Vector reallocation strategies

August 11th, 2011

I was interested in understanding a bit more of how C++ compilers reallocate vectors once their capacity (using the default allocator) is reached so I decided to build a small experiment. All I wanted to know was the new vector capacity, and it turns out it’s (obviously) based on the previously full vector’s size.

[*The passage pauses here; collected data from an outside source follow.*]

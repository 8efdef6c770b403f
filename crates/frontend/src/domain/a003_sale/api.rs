use crate::shared::graphql::execute;
use contracts::domain::a003_sale::dto::{
    DiscountDetailsVariables, SaleBulkDeleteData, SaleDeleteData, SaleDetailsData, SaleListData,
    SaleListVariables,
};
use contracts::domain::a003_sale::queries::{
    SALE_BULK_DELETE, SALE_DELETE, SALE_DETAILS, SALE_LIST,
};
use contracts::shared::graphql::{ApiError, BulkPayload, ErrorsPayload, IdVariables, IdsVariables};

pub async fn fetch_sales(variables: SaleListVariables) -> Result<SaleListData, ApiError> {
    execute("SaleList", SALE_LIST, &variables).await
}

pub async fn bulk_delete_sales(ids: Vec<String>) -> Result<BulkPayload, ApiError> {
    let data: SaleBulkDeleteData =
        execute("SaleBulkDelete", SALE_BULK_DELETE, &IdsVariables { ids }).await?;
    Ok(data.sale_bulk_delete)
}

pub async fn fetch_sale(variables: DiscountDetailsVariables) -> Result<SaleDetailsData, ApiError> {
    execute("SaleDetails", SALE_DETAILS, &variables).await
}

pub async fn delete_sale(id: String) -> Result<ErrorsPayload, ApiError> {
    let data: SaleDeleteData = execute("SaleDelete", SALE_DELETE, &IdVariables { id }).await?;
    Ok(data.sale_delete)
}
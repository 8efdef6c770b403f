//! Money values and their default rendering.

use serde::{Deserialize, Serialize};

/// Amount together with its ISO currency code; always formatted as one unit
#[derive(Debug, Clone, PartialEq, Serialize, Deserialize)]
pub struct Money {
    pub amount: f64,
    pub currency: String,
}

impl Money {
    pub fn new(amount: f64, currency: impl Into<String>) -> Self {
        Self {
            amount,
            currency: currency.into(),
        }
    }
}

/// Formats a number with a space every three digits and a fixed number of
/// decimals (0 to 3, anything else falls back to 2).
///
/// ```
/// use contracts::shared::money::format_number_with_decimals;
/// assert_eq!(format_number_with_decimals(1234.567, 2), "1 234.57");
/// ```
pub fn format_number_with_decimals(value: f64, decimals: u8) -> String {
    let decimals = if decimals > 3 { 2 } else { decimals as usize };
    let formatted = format!("{:.*}", decimals, value);

    let (integer_part, decimal_part) = match formatted.split_once('.') {
        Some((integer, fraction)) => (integer, Some(fraction)),
        None => (formatted.as_str(), None),
    };
    let (sign, digits) = match integer_part.strip_prefix('-') {
        Some(digits) => ("-", digits),
        None => ("", integer_part),
    };

    let mut grouped = String::new();
    for (i, c) in digits.chars().enumerate() {
        if i > 0 && (digits.len() - i) % 3 == 0 {
            grouped.push(' ');
        }
        grouped.push(c);
    }

    match decimal_part {
        Some(d) => format!("{}{}.{}", sign, grouped, d),
        None => format!("{}{}", sign, grouped),
    }
}

/// Default money token: grouped amount with two decimals followed by the
/// currency code, e.g. `1 234.50 USD`.
pub fn format_money(money: &Money) -> String {
    format!(
        "{} {}",
        format_number_with_decimals(money.amount, 2),
        money.currency
    )
}

#[cfg(test)]
mod tests {
    use super::*;

    #[test]
    fn test_format_money() {
        assert_eq!(format_money(&Money::new(1234.5, "USD")), "1 234.50 USD");
        assert_eq!(format_money(&Money::new(1234567.89, "EUR")), "1 234 567.89 EUR");
        assert_eq!(format_money(&Money::new(0.0, "PLN")), "0.00 PLN");
        assert_eq!(format_money(&Money::new(-1234.56, "USD")), "-1 234.56 USD");
    }

    #[test]
    fn test_format_number_with_decimals() {
        assert_eq!(format_number_with_decimals(1234.567, 0), "1 235");
        assert_eq!(format_number_with_decimals(1234.567, 1), "1 234.6");
        assert_eq!(format_number_with_decimals(1234.567, 3), "1 234.567");
        assert_eq!(format_number_with_decimals(999.0, 0), "999");
        assert_eq!(format_number_with_decimals(-100000.0, 0), "-100 000");
    }
}
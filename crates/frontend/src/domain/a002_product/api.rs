use crate::shared::graphql::execute;
use contracts::domain::a002_product::columns::GRID_ATTRIBUTES_PICKER_LIMIT;
use contracts::domain::a002_product::dto::{
    GridAttributesData, GridAttributesVariables, ProductBulkDeleteData, ProductBulkPublishData,
    ProductBulkPublishVariables, ProductDeleteData, ProductDetailsData, ProductListData,
    ProductListVariables,
};
use contracts::domain::a002_product::queries::{
    GRID_ATTRIBUTES, PRODUCT_BULK_DELETE, PRODUCT_BULK_PUBLISH, PRODUCT_DELETE, PRODUCT_DETAILS,
    PRODUCT_LIST,
};
use contracts::shared::graphql::{ApiError, BulkPayload, ErrorsPayload, IdVariables, IdsVariables};

pub async fn fetch_products(variables: ProductListVariables) -> Result<ProductListData, ApiError> {
    execute("ProductList", PRODUCT_LIST, &variables).await
}

/// Attributes offered by the column picker plus the names of `selected_ids`
pub async fn fetch_grid_attributes(
    selected_ids: Vec<String>,
) -> Result<GridAttributesData, ApiError> {
    let variables = GridAttributesVariables {
        first: GRID_ATTRIBUTES_PICKER_LIMIT,
        ids: selected_ids,
    };
    execute("GridAttributes", GRID_ATTRIBUTES, &variables).await
}

pub async fn bulk_publish_products(
    ids: Vec<String>,
    is_published: bool,
) -> Result<BulkPayload, ApiError> {
    let variables = ProductBulkPublishVariables { ids, is_published };
    let data: ProductBulkPublishData =
        execute("ProductBulkPublish", PRODUCT_BULK_PUBLISH, &variables).await?;
    Ok(data.product_bulk_publish)
}

pub async fn bulk_delete_products(ids: Vec<String>) -> Result<BulkPayload, ApiError> {
    let data: ProductBulkDeleteData =
        execute("ProductBulkDelete", PRODUCT_BULK_DELETE, &IdsVariables { ids }).await?;
    Ok(data.product_bulk_delete)
}

pub async fn fetch_product(id: String) -> Result<ProductDetailsData, ApiError> {
    execute("ProductDetails", PRODUCT_DETAILS, &IdVariables { id }).await
}

pub async fn delete_product(id: String) -> Result<ErrorsPayload, ApiError> {
    let data: ProductDeleteData =
        execute("ProductDelete", PRODUCT_DELETE, &IdVariables { id }).await?;
    Ok(data.product_delete)
}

The small experiment is simple:

#include<iostream>
#include<vector>
using namespace std;

int main() {
    vector<int> v;
    auto prev = v.begin();
    for(int i=0; i<1000000; i++) {
        v.push_back(i);
        if(prev != v.begin()) {
            cout << "Reallocation occurred. i = " << i << endl;
            prev = v.begin();
        }
    }
    return 0;
}

In g++ 4.6.1 on Arch Linux 64-bit I get:

Reallocation occurred. i = 0
Reallocation occurred. i = 1
Reallocation occurred. i = 2
Reallocation occurred. i = 4
Reallocation occurred. i = 8
Reallocation occurred. i = 16
Reallocation occurred. i = 32
Reallocation occurred. i = 64
Reallocation occurred. i = 128
Reallocation occurred. i = 256
Reallocation occurred. i = 512
Reallocation occurred. i = 1024
Reallocation occurred. i = 2048
Reallocation occurred. i = 4096
Reallocation occurred. i = 8192
Reallocation occurred. i = 16384
Reallocation occurred. i = 32768
Reallocation occurred. i = 65536
Reallocation occurred. i = 131072
Reallocation occurred. i = 262144
Reallocation occurred. i = 524288

We can clearly notice the familiar 2^x pattern that gcc uses. If a vector of size n is full and performs a push_back(), the allocator simply allocates 2n. That’s pretty simple and requires very few allocations, with the potential of wasting a lot of space if the user uses only a small portion of the new allocated space.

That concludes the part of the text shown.